Jacob Zuma was born into poverty in 1942, losing his father at a very young age and never receiving any formal schooling. He first joined the African National Congress party (ANC) at the age of 17 in 1959, quickly moving into their military wing in 1962.
A year later in 1963 he was arrested and imprisoned for 10 years on Robben Island alongside Nelson Mandela, having be convicted of “conspiring to overthrow the apartheid government.”
On his release he left South Africa, originally moving to Swaziland and then later on living and working in Mozambique and Zambia. Throughout this time, he continued to work his way through the ranks of the ANC, finally returning to South Africa in 1990 as an ANC leader.
Zuma became President of the ANC on the 18th December 2007 and since then has spent over $23m upgrading his rural residence in Nkandla. It is thought that the money was largely spent between the years 2010 and 2014 on what were recorded as essential “security upgrades”. Some of these alleged “security upgrades” include; a swimming pool, an amphitheater, a football pitch, helipads, a chicken run, an enclosure for cattle and a number of houses for relatives.

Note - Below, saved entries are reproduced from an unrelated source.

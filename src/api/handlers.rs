use crate::api::responses::{
    ApiErrorCode, CheckinRequest, ErrorResponse, HealthStatus, HealthSuccessResponse,
    LocationsQuery, QueueStatusResponse,
};
use crate::domain::{
    BestTime, Checkin, Location, LocationType, NewCheckin, Prediction, TimeSlot,
};
use crate::error::EngineError;
use crate::state::AppState;
use axum::Json;
use axum::extract::rejection::JsonRejection;
use axum::extract::{Path, Query, State};
use axum::http::StatusCode;
use axum::response::{IntoResponse, Response};
use serde::Serialize;
use std::fmt;
use std::sync::Arc;
use time::OffsetDateTime;
use time::format_description::well_known::Rfc3339;
use tracing::{error, warn};
use uuid::Uuid;

const INTERNAL_ERROR_MESSAGE: &str = "Internal server error";
const STORAGE_ERROR_MESSAGE: &str = "Storage temporarily unavailable";
const LOCATION_NOT_FOUND_MESSAGE: &str = "Location not found";

#[derive(Debug)]
enum TimestampError {
    Format(time::error::Format),
}

impl fmt::Display for TimestampError {
    fn fmt(&self, f: &mut fmt::Formatter<'_>) -> fmt::Result {
        match self {
            TimestampError::Format(err) => write!(f, "timestamp format error: {err}"),
        }
    }
}

pub enum ApiResponse<T> {
    Success { status: StatusCode, body: T },
    Error { status: StatusCode, body: ErrorResponse },
}

impl<T: Serialize> IntoResponse for ApiResponse<T> {
    fn into_response(self) -> Response {
        match self {
            ApiResponse::Success { status, body } => (status, Json(body)).into_response(),
            ApiResponse::Error { status, body } => (status, Json(body)).into_response(),
        }
    }
}

fn ok<T>(body: T) -> ApiResponse<T> {
    ApiResponse::Success {
        status: StatusCode::OK,
        body,
    }
}

pub async fn get_health(State(state): State<Arc<AppState>>) -> impl IntoResponse {
    build_health_response(&state, OffsetDateTime::now_utc()).await
}

pub async fn get_location_types(State(state): State<Arc<AppState>>) -> impl IntoResponse {
    build_location_types_response(&state, OffsetDateTime::now_utc()).await
}

pub async fn get_locations(
    State(state): State<Arc<AppState>>,
    Query(query): Query<LocationsQuery>,
) -> impl IntoResponse {
    build_locations_response(&state, query, OffsetDateTime::now_utc()).await
}

pub async fn get_location(
    State(state): State<Arc<AppState>>,
    Path(id): Path<String>,
) -> impl IntoResponse {
    build_location_response(&state, &id, OffsetDateTime::now_utc()).await
}

pub async fn get_queue_status(
    State(state): State<Arc<AppState>>,
    Path(id): Path<String>,
) -> impl IntoResponse {
    build_queue_status_response(&state, &id, OffsetDateTime::now_utc()).await
}

pub async fn get_best_times(
    State(state): State<Arc<AppState>>,
    Path(id): Path<String>,
) -> impl IntoResponse {
    build_best_times_response(&state, &id, OffsetDateTime::now_utc()).await
}

pub async fn get_history(
    State(state): State<Arc<AppState>>,
    Path(id): Path<String>,
) -> impl IntoResponse {
    build_history_response(&state, &id, OffsetDateTime::now_utc()).await
}

pub async fn get_latest_prediction(
    State(state): State<Arc<AppState>>,
    Path(id): Path<String>,
) -> impl IntoResponse {
    build_latest_prediction_response(&state, &id, OffsetDateTime::now_utc()).await
}

pub async fn post_checkin(
    State(state): State<Arc<AppState>>,
    payload: Result<Json<CheckinRequest>, JsonRejection>,
) -> impl IntoResponse {
    let payload = payload.map(|Json(request)| request).map_err(|rejection| {
        warn!(error = %rejection.body_text(), "Rejected malformed check-in payload");
        rejection.body_text()
    });
    build_checkin_response(&state, payload, OffsetDateTime::now_utc()).await
}

pub async fn get_device_checkins(
    State(state): State<Arc<AppState>>,
    Path(device_id): Path<String>,
) -> impl IntoResponse {
    build_device_checkins_response(&state, &device_id, OffsetDateTime::now_utc()).await
}

async fn build_health_response(
    state: &AppState,
    now: OffsetDateTime,
) -> ApiResponse<HealthSuccessResponse> {
    let timestamp = match format_timestamp(now) {
        Ok(formatted) => formatted,
        Err(_) => return internal_error("timestamp formatting failure"),
    };

    match state.store().list_location_types().await {
        Ok(_) => ok(HealthSuccessResponse {
            status: HealthStatus::Ok,
            timestamp,
        }),
        Err(err) => {
            warn!(error = %err, "Health check could not reach storage");
            ApiResponse::Success {
                status: StatusCode::SERVICE_UNAVAILABLE,
                body: HealthSuccessResponse {
                    status: HealthStatus::Ko,
                    timestamp,
                },
            }
        }
    }
}

async fn build_location_types_response(
    state: &AppState,
    now: OffsetDateTime,
) -> ApiResponse<Vec<LocationType>> {
    match state.store().list_location_types().await {
        Ok(types) => ok(types),
        Err(err) => engine_error(err.into(), now),
    }
}

async fn build_locations_response(
    state: &AppState,
    query: LocationsQuery,
    now: OffsetDateTime,
) -> ApiResponse<Vec<Location>> {
    match state.store().list_locations(query.type_id).await {
        Ok(locations) => ok(locations),
        Err(err) => engine_error(err.into(), now),
    }
}

async fn build_location_response(
    state: &AppState,
    raw_id: &str,
    now: OffsetDateTime,
) -> ApiResponse<Location> {
    let Some(id) = parse_id(raw_id) else {
        return location_not_found(now);
    };
    match state.store().get_location(id).await {
        Ok(Some(location)) => ok(location),
        Ok(None) => location_not_found(now),
        Err(err) => engine_error(err.into(), now),
    }
}

async fn build_queue_status_response(
    state: &AppState,
    raw_id: &str,
    now: OffsetDateTime,
) -> ApiResponse<QueueStatusResponse> {
    let Some(id) = parse_id(raw_id) else {
        return location_not_found(now);
    };
    let location = match state.store().get_location(id).await {
        Ok(Some(location)) => location,
        Ok(None) => return location_not_found(now),
        Err(err) => return engine_error(err.into(), now),
    };

    let prediction = match state.engine().predict_for_at(&location, now).await {
        Ok(prediction) => prediction,
        Err(err) => return engine_error(err, now),
    };

    match format_timestamp(now) {
        Ok(last_updated) => ok(QueueStatusResponse {
            location,
            prediction,
            last_updated,
        }),
        Err(_) => internal_error("timestamp formatting failure"),
    }
}

async fn build_best_times_response(
    state: &AppState,
    raw_id: &str,
    now: OffsetDateTime,
) -> ApiResponse<Vec<BestTime>> {
    // Unknown locations simply have no history.
    let Some(id) = parse_id(raw_id) else {
        return ok(Vec::new());
    };
    match state.engine().best_times_to_visit(id).await {
        Ok(best) => ok(best),
        Err(err) => engine_error(err, now),
    }
}

async fn build_history_response(
    state: &AppState,
    raw_id: &str,
    now: OffsetDateTime,
) -> ApiResponse<Vec<TimeSlot>> {
    let Some(id) = parse_id(raw_id) else {
        return ok(Vec::new());
    };
    match state.store().get_time_slots(id).await {
        Ok(slots) => ok(slots),
        Err(err) => engine_error(err.into(), now),
    }
}

async fn build_latest_prediction_response(
    state: &AppState,
    raw_id: &str,
    now: OffsetDateTime,
) -> ApiResponse<Prediction> {
    let Some(id) = parse_id(raw_id) else {
        return location_not_found(now);
    };
    match state.store().latest_prediction(id).await {
        Ok(Some(prediction)) => ok(prediction),
        Ok(None) => error_response(
            StatusCode::NOT_FOUND,
            ApiErrorCode::NotFound,
            "No prediction recorded for this location",
            None,
            now,
        ),
        Err(err) => engine_error(err.into(), now),
    }
}

async fn build_checkin_response(
    state: &AppState,
    payload: Result<CheckinRequest, String>,
    now: OffsetDateTime,
) -> ApiResponse<Checkin> {
    let request = match payload {
        Ok(request) => request,
        Err(details) => {
            return error_response(
                StatusCode::BAD_REQUEST,
                ApiErrorCode::InvalidRequest,
                format!("Invalid checkin data: {details}"),
                None,
                now,
            );
        }
    };

    let device_id = request.device_id.trim();
    if device_id.is_empty() {
        return error_response(
            StatusCode::BAD_REQUEST,
            ApiErrorCode::InvalidRequest,
            "Invalid checkin data: device_id must not be empty",
            None,
            now,
        );
    }

    let checkin = NewCheckin {
        location_id: request.location_id,
        device_id: device_id.to_string(),
        people_ahead: request.people_ahead,
        queue_stage: request.queue_stage.unwrap_or_default(),
    };

    match state.engine().record_checkin_at(checkin, now).await {
        Ok(stored) => ApiResponse::Success {
            status: StatusCode::CREATED,
            body: stored,
        },
        Err(err) => engine_error(err, now),
    }
}

async fn build_device_checkins_response(
    state: &AppState,
    device_id: &str,
    now: OffsetDateTime,
) -> ApiResponse<Vec<Checkin>> {
    match state.store().get_device_checkins(device_id).await {
        Ok(checkins) => ok(checkins),
        Err(err) => engine_error(err.into(), now),
    }
}

fn parse_id(raw: &str) -> Option<Uuid> {
    Uuid::parse_str(raw.trim()).ok()
}

fn location_not_found<T>(now: OffsetDateTime) -> ApiResponse<T> {
    error_response(
        StatusCode::NOT_FOUND,
        ApiErrorCode::NotFound,
        LOCATION_NOT_FOUND_MESSAGE,
        None,
        now,
    )
}

fn engine_error<T>(err: EngineError, now: OffsetDateTime) -> ApiResponse<T> {
    match err {
        EngineError::NotFound(_) => location_not_found(now),
        EngineError::RateLimited { retry_after } => error_response(
            StatusCode::TOO_MANY_REQUESTS,
            ApiErrorCode::RateLimited,
            format!(
                "Please wait {} minutes between check-ins at the same location",
                retry_after.whole_minutes().max(1)
            ),
            Some(retry_after.whole_seconds().max(1)),
            now,
        ),
        EngineError::StorageUnavailable(err) => {
            error!(error = %err, "Storage failure while handling request");
            error_response(
                StatusCode::SERVICE_UNAVAILABLE,
                ApiErrorCode::StorageUnavailable,
                STORAGE_ERROR_MESSAGE,
                None,
                now,
            )
        }
    }
}

fn error_response<T>(
    status: StatusCode,
    error_code: ApiErrorCode,
    message: impl Into<String>,
    retry_after_seconds: Option<i64>,
    now: OffsetDateTime,
) -> ApiResponse<T> {
    match format_timestamp(now) {
        Ok(timestamp) => ApiResponse::Error {
            status,
            body: ErrorResponse {
                error_code,
                error_message: message.into(),
                retry_after_seconds,
                timestamp,
            },
        },
        Err(_) => internal_error("timestamp formatting failure"),
    }
}

fn internal_error<T>(message: &str) -> ApiResponse<T> {
    error!(message = message, "Internal error while handling request");
    let formatted = format_timestamp(OffsetDateTime::now_utc()).unwrap_or_else(|err| {
        error!(error = %err, "Failed to format internal error timestamp");
        "1970-01-01T00:00:00Z".to_string()
    });
    ApiResponse::Error {
        status: StatusCode::INTERNAL_SERVER_ERROR,
        body: ErrorResponse {
            error_code: ApiErrorCode::InternalError,
            error_message: INTERNAL_ERROR_MESSAGE.to_string(),
            retry_after_seconds: None,
            timestamp: formatted,
        },
    }
}

fn format_timestamp(timestamp: OffsetDateTime) -> Result<String, TimestampError> {
    timestamp.format(&Rfc3339).map_err(TimestampError::Format)
}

In 2014 a 400-page report was published in which the Public Protector and South African advocate Thuli Madonsela, declared that Mr. Zuma had “unduly benefited from the enormous capital investment in the non-security installations at his private residence”
Over the years, and right up to 2014, Mr. Zuma has repeatable claimed that the renovations were paid for with his family money, however on the 3rd February 2016, a week before a constitutional hearing on the matter, Zuma pledged to payback a percentage of the costs incurred for these “security upgrades”.
The exact amount is still to be agreed however he publically stated that he felt that the Finance Minister and auditor general should decide how much he should in fact repay.
Zuma’s offer to repay a sum of money is seen by many as an attempt to avoid the planned constitutional hearing, in fact the Democratic Alliance (DA) and the Economic Freedom Fighters (EFF) have said that there should not only still be a constitutional hearing but there should also be a full corruption investigation.
Vote of no-confidence
Whilst the court’s ruling of the 738 corruption charges against him, including the issue of the $23m used to renovate his private residence are still pending, on the 1st March 2016 Zuma survived a vote of no-confidence brought against him by the opposition party.
South Africa’s Constitutional Court reserves its decision
There is still no confirmed date of when a final conclusion will be reached, the constitutional court has simply said that it will announce its impending decision once it has been made.